La cybersécurité est l’une des principales priorités des entreprises. Le projet qui a lieu dès maintenant est improbable et la numérisation a progressé plus rapidement que la mise en place de nombreuses organisations pour gérer le projet. Ainsi, dans ce contexte, la cybersécurité se consolide comme un pilier fondamental pour la continuité du commerce. Dans cette interview, Eduardo García Sancho, Country Manager d’Acronis Iberia, considère qu’il s’agit là d’un scénario moins réactif et plus opérationnel, marqué par les raisons de l’évolution de la « vitesse de la machine » et de l’utilisation approfondie de l’IA par les cyberdélinquants.

La plus grande responsabilité dans notre pays de cette multinationale est de considérer que le ransomware présente un risque persistant en raison de son impact sur l’opérateur et l’extorsion, mais il est conseillé par un acte technique « sans malware » basé sur les identités : abus d’informations d’identification, robots de jetons et de comptes, ainsi que les engaños qui se desplazan del e-mail a herramientas colaborativas. En face d’elle, défendez l’automatisation de la gouvernance et de la supervision humaine.

García Sancho explique comment Acronis répond à l’application de cyberprotection intégrée en matière d’intelligence de sécurité (TRU) et de résilience — sauvegardes immuables, récupération automatisée et reprise après sinistre — et anticipe la nécessité de planifier la transition cryptographique avant l’horizon mensuel.

Comment décrire l’état actuel de la cybersécurité au niveau mondial ?

La cybersécurité représente un moment de plus grande pertinence au niveau mondial, en grande partie parce que la transformation numérique s’est accélérée plus rapidement que la capacité de nombreuses organisations pour gérer le risque de forme structurée.

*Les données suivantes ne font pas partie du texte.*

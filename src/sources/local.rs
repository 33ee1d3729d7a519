//! Updates described by a JSON file on disk, with a local asset.
//!
//! Useful for testing an install end to end without publishing anything:
//! the update JSON says which version it is, and the asset is a file next to
//! it whose digest is computed on the spot.

use std::path::PathBuf;

use anyhow::{Context as _, anyhow};
use async_trait::async_trait;
use url::Url;

use crate::digest::{self, DigestType};
use crate::update::{Asset, Update, UpdateOptions, UpdateSource};
use crate::version;

/// [`UpdateSource`] reading an [`Update`] from `json_path`, whose asset is
/// replaced with the file at `asset_path`.
#[derive(Debug, Clone)]
pub struct LocalSource {
    asset_path: PathBuf,
    json_path: PathBuf,
}

impl LocalSource {
    /// Source for the given asset and update description.
    pub fn new(asset_path: impl Into<PathBuf>, json_path: impl Into<PathBuf>) -> Self {
        Self {
            asset_path: asset_path.into(),
            json_path: json_path.into(),
        }
    }
}

#[async_trait]
impl UpdateSource for LocalSource {
    fn description(&self) -> String {
        "Local".to_owned()
    }

    async fn find_update(&self, options: &UpdateOptions) -> anyhow::Result<Option<Update>> {
        let json = tokio::fs::read(&self.json_path)
            .await
            .with_context(|| format!("reading {}", self.json_path.display()))?;
        let mut update: Update = serde_json::from_slice(&json)
            .with_context(|| format!("decoding {}", self.json_path.display()))?;

        let asset_path = std::path::absolute(&self.asset_path)
            .with_context(|| format!("resolving {}", self.asset_path.display()))?;
        let url = Url::from_file_path(&asset_path)
            .map_err(|()| anyhow!("not a file path: {}", asset_path.display()))?;
        let hashed = asset_path.clone();
        let digest = tokio::task::spawn_blocking(move || {
            digest::digest_file(&hashed, DigestType::Sha256)
        })
        .await??;

        let name = asset_path
            .file_name()
            .map(|n| n.to_string_lossy().into_owned())
            .unwrap_or_default();
        update.asset = Some(Asset {
            name,
            url: url.to_string(),
            digest,
            digest_type: DigestType::Sha256.to_string(),
            local_path: None,
        });
        update.need_update = version::need_update(&options.version, &update.version);
        Ok(Some(update))
    }
}
//! File digests for asset verification.
//!
//! Files are hashed in 64 KiB chunks so large installers never sit in memory
//! all at once. Digests are lowercase hex; comparison ignores case.

use sha2::{Digest, Sha256, Sha512};
use std::fmt;
use std::io::{self, Read};
use std::path::{Path, PathBuf};
use std::str::FromStr;
use tracing::info;

/// Hash algorithm of an asset digest.
#[derive(Debug, Clone, Copy, Default, PartialEq, Eq, serde::Serialize, serde::Deserialize)]
#[serde(try_from = "String", into = "String")]
pub enum DigestType {
    /// SHA-256 (the default, also selected by an empty type).
    #[default]
    Sha256,
    /// SHA-512.
    Sha512,
}

impl fmt::Display for DigestType {
    fn fmt(&self, f: &mut fmt::Formatter<'_>) -> fmt::Result {
        match self {
            Self::Sha256 => write!(f, "sha256"),
            Self::Sha512 => write!(f, "sha512"),
        }
    }
}

impl FromStr for DigestType {
    type Err = DigestError;

    fn from_str(s: &str) -> Result<Self, Self::Err> {
        match s {
            "" | "sha256" => Ok(Self::Sha256),
            "sha512" => Ok(Self::Sha512),
            other => Err(DigestError::UnsupportedType(other.to_owned())),
        }
    }
}

impl TryFrom<String> for DigestType {
    type Error = DigestError;

    fn try_from(value: String) -> Result<Self, Self::Error> {
        value.parse()
    }
}

impl From<DigestType> for String {
    fn from(value: DigestType) -> Self {
        value.to_string()
    }
}

/// Digest computation or verification failure.
#[derive(Debug, thiserror::Error)]
pub enum DigestError {
    /// No expected digest was supplied.
    #[error("missing digest")]
    MissingDigest,

    /// The digest type is not one we can compute.
    #[error("unsupported digest type: {0}")]
    UnsupportedType(String),

    /// The file hashes to something other than expected.
    #[error("invalid digest: {actual} != {expected} ({})", path.display())]
    Mismatch {
        /// Digest we were told to expect.
        expected: String,
        /// Digest of the file on disk.
        actual: String,
        /// File that was checked.
        path: PathBuf,
    },

    /// The file could not be read.
    #[error("cannot read {}: {source}", path.display())]
    Io {
        /// File that was being hashed.
        path: PathBuf,
        /// Underlying I/O error.
        #[source]
        source: io::Error,
    },
}

/// Hash everything `reader` yields and return the hex digest.
///
/// # Errors
///
/// Returns any read error from `reader`.
pub fn digest_reader<R: Read>(mut reader: R, digest_type: DigestType) -> io::Result<String> {
    let mut buf = vec![0u8; 65_536];
    match digest_type {
        DigestType::Sha256 => {
            let mut hasher = Sha256::new();
            loop {
                let n = reader.read(&mut buf)?;
                if n == 0 {
                    break;
                }
                hasher.update(&buf[..n]);
            }
            Ok(format!("{:x}", hasher.finalize()))
        }
        DigestType::Sha512 => {
            let mut hasher = Sha512::new();
            loop {
                let n = reader.read(&mut buf)?;
                if n == 0 {
                    break;
                }
                hasher.update(&buf[..n]);
            }
            Ok(format!("{:x}", hasher.finalize()))
        }
    }
}

/// Hex digest of the file at `path`.
///
/// # Errors
///
/// Returns [`DigestError::Io`] if the file cannot be opened or read.
pub fn digest_file(path: &Path, digest_type: DigestType) -> Result<String, DigestError> {
    let io_err = |source| DigestError::Io {
        path: path.to_path_buf(),
        source,
    };
    let file = std::fs::File::open(path).map_err(io_err)?;
    digest_reader(file, digest_type).map_err(io_err)
}

/// Check that the file at `path` hashes to `expected`.
///
/// # Errors
///
/// Returns [`DigestError::MissingDigest`] for an empty `expected`,
/// [`DigestError::Mismatch`] when the digests differ, and
/// [`DigestError::Io`] when the file cannot be read.
pub fn check_digest(expected: &str, path: &Path, digest_type: DigestType) -> Result<(), DigestError> {
    if expected.is_empty() {
        return Err(DigestError::MissingDigest);
    }
    let actual = digest_file(path, digest_type)?;
    if !actual.eq_ignore_ascii_case(expected) {
        return Err(DigestError::Mismatch {
            expected: expected.to_owned(),
            actual,
            path: path.to_path_buf(),
        });
    }
    info!(digest = expected, path = %path.display(), "verified digest");
    Ok(())
}

/// Content fingerprint of an existing download, sent as a conditional-request
/// token so an unchanged asset is not fetched twice.
///
/// # Errors
///
/// Returns [`DigestError::Io`] if the file cannot be read.
pub fn compute_etag(path: &Path) -> Result<String, DigestError> {
    digest_file(path, DigestType::Sha256)
}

Aujourd’hui, pratiquement toutes les entreprises et administrations dépendent des systèmes connectés, du cloud et des services numériques pour l’exploitation.

Dans ce contexte, la sécurité ne peut pas être perçue comme une question exclusivement technique, mais comme un élément essentiel de la continuité du commerce. Nous ne sommes pas avant un scénario alarmiste, mais nous sommes avant une réalité dans laquelle les mesures évoluent rapidement et exigent une approche plus intégrée, opérationnelle et moins réactive.

L’un des changements les plus évidents est que l’intelligence artificielle n’est pas une nouveauté pour les cyberdélinquants ; se está incorporando a sus flujos operativos. Cela augmente autant le volume que la sophistication des attaques et situe la sécurité là où nous pouvons appeler le « temps de la machine », où la vitesse et l’évolutivité sont très importantes comme la capacité technique.

Quels sont les principaux risques pour les entreprises et les administrations publiques ?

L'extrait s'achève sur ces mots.